→ **Task statement**
Only the lines below starting at the one containing "a message is" and ending at the one containing "if commit.credits >" belong in the answer, each copied exactly.

→ **Source material**
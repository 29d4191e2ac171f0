//! Scan log storage: lifecycle rows and the atomic batch commit.
//!
//! The scan log is exclusively owned by the orchestrator. The
//! single-active-scan invariant is enforced here by a partial unique index
//! rather than an application-level existence check, so two racing
//! prepares cannot both insert.

use crate::error::{DatabaseError, Result};
use chrono::Utc;
use serde::{Deserialize, Serialize};
use sqlx::SqlitePool;
use std::fmt;
use std::str::FromStr;

/// Status of a scan.
#[derive(Debug, Clone, Copy, Serialize, Deserialize, PartialEq, Eq)]
#[serde(rename_all = "lowercase")]
pub enum ScanStatus {
    /// Candidate messages are being selected.
    Preparing,
    /// Batches are being processed.
    Running,
    /// All selected messages were processed.
    Completed,
    /// Stopped cooperatively after an in-flight batch drained.
    Stopped,
    /// Escalated failure; committed progress is preserved.
    Error,
}

impl ScanStatus {
    /// Whether the scan still occupies the per-user active slot.
    #[must_use]
    pub fn is_active(self) -> bool {
        matches!(self, Self::Preparing | Self::Running)
    }

    /// Whether the status is terminal and immutable.
    #[must_use]
    pub fn is_terminal(self) -> bool {
        !self.is_active()
    }
}

impl fmt::Display for ScanStatus {
    fn fmt(&self, f: &mut fmt::Formatter<'_>) -> fmt::Result {
        let s = match self {
            Self::Preparing => "preparing",
            Self::Running => "running",
            Self::Completed => "completed",
            Self::Stopped => "stopped",
            Self::Error => "error",
        };
        f.write_str(s)
    }
}

impl FromStr for ScanStatus {
    type Err = DatabaseError;

    fn from_str(s: &str) -> Result<Self> {
        match s {
            "preparing" => Ok(Self::Preparing),
            "running" => Ok(Self::Running),
            "completed" => Ok(Self::Completed),
            "stopped" => Ok(Self::Stopped),
            "error" => Ok(Self::Error),
            other => Err(DatabaseError::Decode(format!(
                "invalid scan status '{other}'"
            ))),
        }
    }
}

/// One scan attempt over a bounded mailbox window.
#[derive(Debug, Clone, Serialize, Deserialize)]
pub struct ScanLog {
    /// Unique scan identifier.
    pub id: String,
    /// Owning user.
    pub user_id: String,
    /// Mail provider the scan reads from.
    pub provider: String,
    /// Current lifecycle status.
    pub status: ScanStatus,
    /// Candidate count fixed at preparation time.
    pub total: u32,
    /// Messages processed so far (never exceeds `total`).
    pub processed: u32,
    /// Messages classified as job-related so far.
    pub job_emails: u32,
    /// Classification tokens consumed so far.
    pub token_count: u64,
    /// Credits debited so far (non-decreasing).
    pub credits_spent: i64,
    /// Cooperative cancellation flag.
    pub stop_requested: bool,
    /// Ordered candidate message IDs selected at preparation time.
    pub mail_ids: Vec<String>,
    /// Inclusive window start, epoch milliseconds.
    pub period_start_ts: i64,
    /// Inclusive window end, epoch milliseconds.
    pub period_end_ts: i64,
    /// Newest message timestamp committed so far.
    pub last_email_ts: Option<i64>,
    /// Failure detail when `status` is `error`.
    pub error_message: Option<String>,
    /// When the scan was created.
    pub started_at: String,
    /// Last mutation timestamp.
    pub last_update_at: String,
}

#[derive(sqlx::FromRow)]
struct ScanLogRow {
    id: String,
    user_id: String,
    provider: String,
    status: String,
    total: i64,
    processed: i64,
    job_emails: i64,
    token_count: i64,
    credits_spent: i64,
    stop_requested: bool,
    mail_ids: String,
    period_start_ts: i64,
    period_end_ts: i64,
    last_email_ts: Option<i64>,
    error_message: Option<String>,
    started_at: String,
    last_update_at: String,
}

impl TryFrom<ScanLogRow> for ScanLog {
    type Error = DatabaseError;

    #[allow(clippy::cast_possible_truncation, clippy::cast_sign_loss)]
    fn try_from(row: ScanLogRow) -> Result<Self> {
        let mail_ids: Vec<String> = serde_json::from_str(&row.mail_ids)
            .map_err(|e| DatabaseError::Decode(format!("invalid mail_ids payload: {e}")))?;

        Ok(Self {
            id: row.id,
            user_id: row.user_id,
            provider: row.provider,
            status: row.status.parse()?,
            total: row.total as u32,
            processed: row.processed as u32,
            job_emails: row.job_emails as u32,
            token_count: row.token_count as u64,
            credits_spent: row.credits_spent,
            stop_requested: row.stop_requested,
            mail_ids,
            period_start_ts: row.period_start_ts,
            period_end_ts: row.period_end_ts,
            last_email_ts: row.last_email_ts,
            error_message: row.error_message,
            started_at: row.started_at,
            last_update_at: row.last_update_at,
        })
    }
}

const SELECT_COLUMNS: &str = "id, user_id, provider, status, total, processed, job_emails, \
     token_count, credits_spent, stop_requested, mail_ids, period_start_ts, period_end_ts, \
     last_email_ts, error_message, started_at, last_update_at";

/// Fields required to create a scan in `preparing`.
#[derive(Debug)]
pub struct NewScanLog<'a> {
    /// Owning user.
    pub user_id: &'a str,
    /// Mail provider.
    pub provider: &'a str,
    /// Ordered candidate message IDs.
    pub mail_ids: &'a [String],
    /// Inclusive window start, epoch milliseconds.
    pub period_start_ts: i64,
    /// Inclusive window end, epoch milliseconds.
    pub period_end_ts: i64,
}

/// Insert a new scan in `preparing`.
///
/// # Errors
/// Returns `DatabaseError::Conflict` when the user already has an active
/// scan (the partial unique index rejects the insert).
pub async fn insert_preparing(pool: &SqlitePool, new: NewScanLog<'_>) -> Result<ScanLog> {
    let id = uuid::Uuid::new_v4().to_string();
    let now = Utc::now().to_rfc3339();
    let mail_ids_json = serde_json::to_string(new.mail_ids)
        .map_err(|e| DatabaseError::Decode(format!("mail_ids serialization failed: {e}")))?;
    let total = i64::try_from(new.mail_ids.len())
        .map_err(|_| DatabaseError::Decode("mail_ids length overflow".to_string()))?;

    sqlx::query(
        "INSERT INTO scan_logs \
         (id, user_id, provider, status, total, mail_ids, period_start_ts, period_end_ts, \
          started_at, last_update_at) \
         VALUES (?, ?, ?, 'preparing', ?, ?, ?, ?, ?, ?)",
    )
    .bind(&id)
    .bind(new.user_id)
    .bind(new.provider)
    .bind(total)
    .bind(&mail_ids_json)
    .bind(new.period_start_ts)
    .bind(new.period_end_ts)
    .bind(&now)
    .bind(&now)
    .execute(pool)
    .await
    .map_err(DatabaseError::from_sqlx)?;

    find_by_id(pool, &id).await?.ok_or(DatabaseError::NotFound)
}

/// Fetch a scan by id.
pub async fn find_by_id(pool: &SqlitePool, id: &str) -> Result<Option<ScanLog>> {
    let row: Option<ScanLogRow> =
        sqlx::query_as(&format!("SELECT {SELECT_COLUMNS} FROM scan_logs WHERE id = ?"))
            .bind(id)
            .fetch_optional(pool)
            .await?;

    row.map(ScanLog::try_from).transpose()
}

/// Fetch the user's active (`preparing` or `running`) scan, if any.
pub async fn find_active_by_user(pool: &SqlitePool, user_id: &str) -> Result<Option<ScanLog>> {
    let row: Option<ScanLogRow> = sqlx::query_as(&format!(
        "SELECT {SELECT_COLUMNS} FROM scan_logs \
         WHERE user_id = ? AND status IN ('preparing', 'running')"
    ))
    .bind(user_id)
    .fetch_optional(pool)
    .await?;

    row.map(ScanLog::try_from).transpose()
}

/// Fetch the user's most recent scan regardless of status.
pub async fn latest_for_user(pool: &SqlitePool, user_id: &str) -> Result<Option<ScanLog>> {
    let row: Option<ScanLogRow> = sqlx::query_as(&format!(
        "SELECT {SELECT_COLUMNS} FROM scan_logs \
         WHERE user_id = ? ORDER BY created_at DESC, started_at DESC LIMIT 1"
    ))
    .bind(user_id)
    .fetch_optional(pool)
    .await?;

    row.map(ScanLog::try_from).transpose()
}

/// Transition `preparing` -> `running`. Idempotent when already running.
///
/// # Errors
/// Returns `DatabaseError::NotFound` when the scan does not exist or is
/// already terminal.
pub async fn mark_running(pool: &SqlitePool, id: &str) -> Result<ScanLog> {
    sqlx::query(
        "UPDATE scan_logs SET status = 'running', last_update_at = ? \
         WHERE id = ? AND status IN ('preparing', 'running')",
    )
    .bind(Utc::now().to_rfc3339())
    .bind(id)
    .execute(pool)
    .await?;

    let scan = find_by_id(pool, id).await?.ok_or(DatabaseError::NotFound)?;
    if scan.status == ScanStatus::Running {
        Ok(scan)
    } else {
        Err(DatabaseError::NotFound)
    }
}

/// Set the durable stop flag while the scan is still active.
///
/// Returns `true` when the flag was applied (or was already set on an
/// active scan), `false` when the scan is terminal or missing.
pub async fn request_stop(pool: &SqlitePool, id: &str) -> Result<bool> {
    let result = sqlx::query(
        "UPDATE scan_logs SET stop_requested = 1, last_update_at = ? \
         WHERE id = ? AND status IN ('preparing', 'running')",
    )
    .bind(Utc::now().to_rfc3339())
    .bind(id)
    .execute(pool)
    .await?;

    Ok(result.rows_affected() > 0)
}

/// Move an active scan to a terminal status.
///
/// Terminal rows are never rewritten: the guard clause makes a second
/// finish a no-op reported as `NotFound`.
pub async fn finish(
    pool: &SqlitePool,
    id: &str,
    status: ScanStatus,
    error_message: Option<&str>,
) -> Result<ScanLog> {
    debug_assert!(status.is_terminal());

    let result = sqlx::query(
        "UPDATE scan_logs SET status = ?, error_message = ?, last_update_at = ? \
         WHERE id = ? AND status IN ('preparing', 'running')",
    )
    .bind(status.to_string())
    .bind(error_message)
    .bind(Utc::now().to_rfc3339())
    .bind(id)
    .execute(pool)
    .await?;

    if result.rows_affected() == 0 {
        return Err(DatabaseError::NotFound);
    }
    find_by_id(pool, id).await?.ok_or(DatabaseError::NotFound)
}

/// One batch's durable effect: progress counters plus the ledger debit.
#[derive(Debug)]
pub struct BatchCommit<'a> {
    /// Scan being advanced.
    pub scan_id: &'a str,
    /// Owning user (ledger side).
    pub user_id: &'a str,
    /// Progress counter the batch was sliced from. The commit applies
    /// only while the stored counter still matches.
    pub expected_processed: u32,
    /// Messages processed in this batch.
    pub processed_delta: u32,
    /// Job-related messages found in this batch.
    pub job_emails_delta: u32,
    /// Tokens consumed in this batch.
    pub token_delta: u64,
    /// Credits to debit for this batch (>= 0).
    pub credits: i64,
    /// Newest message timestamp observed in this batch.
    pub last_email_ts: Option<i64>,
}

/// Commit one batch atomically: progress counters and the `scan_usage`
/// debit succeed or fail together.
///
/// The balance precondition is re-checked inside the transaction, so a
/// concurrent debit cannot slip the wallet negative between the
/// orchestrator's check and this commit.
///
/// The update also carries an optimistic guard on `processed`: two turns
/// racing over the same batch slice cannot both land, so a message is
/// never classified and debited twice.
///
/// # Errors
/// - `DatabaseError::InsufficientBalance` when the debit would overdraw;
///   nothing is written.
/// - `DatabaseError::Conflict` when the scan is no longer `running` or
///   another turn already advanced `processed`; nothing is written.
pub async fn commit_batch(pool: &SqlitePool, commit: BatchCommit<'_>) -> Result<ScanLog> {
    let mut tx = pool.begin().await?;

    if commit.credits > 0 {
        let available: i64 = sqlx::query_scalar(
            "SELECT COALESCE(SUM(amount), 0) FROM credit_transactions WHERE user_id = ?",
        )
        .bind(commit.user_id)
        .fetch_one(&mut *tx)
        .await?;

        if available < commit.credits {
            return Err(DatabaseError::InsufficientBalance {
                required: commit.credits,
                available,
            });
        }

        sqlx::query(
            "INSERT INTO credit_transactions \
             (id, user_id, amount, kind, reference_id, description) \
             VALUES (?, ?, ?, 'scan_usage', ?, ?)",
        )
        .bind(uuid::Uuid::new_v4().to_string())
        .bind(commit.user_id)
        .bind(-commit.credits)
        .bind(commit.scan_id)
        .bind(format!("scan batch debit ({} tokens)", commit.token_delta))
        .execute(&mut *tx)
        .await?;
    }

    let result = sqlx::query(
        "UPDATE scan_logs SET \
           processed = processed + ?1, \
           job_emails = job_emails + ?2, \
           token_count = token_count + ?3, \
           credits_spent = credits_spent + ?4, \
           last_email_ts = CASE \
             WHEN ?5 IS NULL THEN last_email_ts \
             ELSE max(COALESCE(last_email_ts, 0), ?5) END, \
           last_update_at = ?6 \
         WHERE id = ?7 AND status = 'running' AND processed = ?8",
    )
    .bind(i64::from(commit.processed_delta))
    .bind(i64::from(commit.job_emails_delta))
    .bind(i64::try_from(commit.token_delta).unwrap_or(i64::MAX))
    .bind(commit.credits)
    .bind(commit.last_email_ts)
    .bind(Utc::now().to_rfc3339())
    .bind(commit.scan_id)
    .bind(i64::from(commit.expected_processed))
    .execute(&mut *tx)
    .await?;

    if result.rows_affected() == 0 {
        // Lost the race: rolling back also discards the debit insert.
        return Err(DatabaseError::Conflict);
    }

    tx.commit().await?;

    find_by_id(pool, commit.scan_id)
        .await?
        .ok_or(DatabaseError::NotFound)
}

→ **Finished exercise**
/// racing over the same batch slice cannot both land, so a message is
/// never classified and debited twice.
///
/// # Errors
/// - `DatabaseError::InsufficientBalance` when the debit would overdraw;
///   nothing is written.
/// - `DatabaseError::Conflict` when the scan is no longer `running` or
///   another turn already advanced `processed`; nothing is written.
pub async fn commit_batch(pool: &SqlitePool, commit: BatchCommit<'_>) -> Result<ScanLog> {
    let mut tx = pool.begin().await?;

    if commit.credits > 0 {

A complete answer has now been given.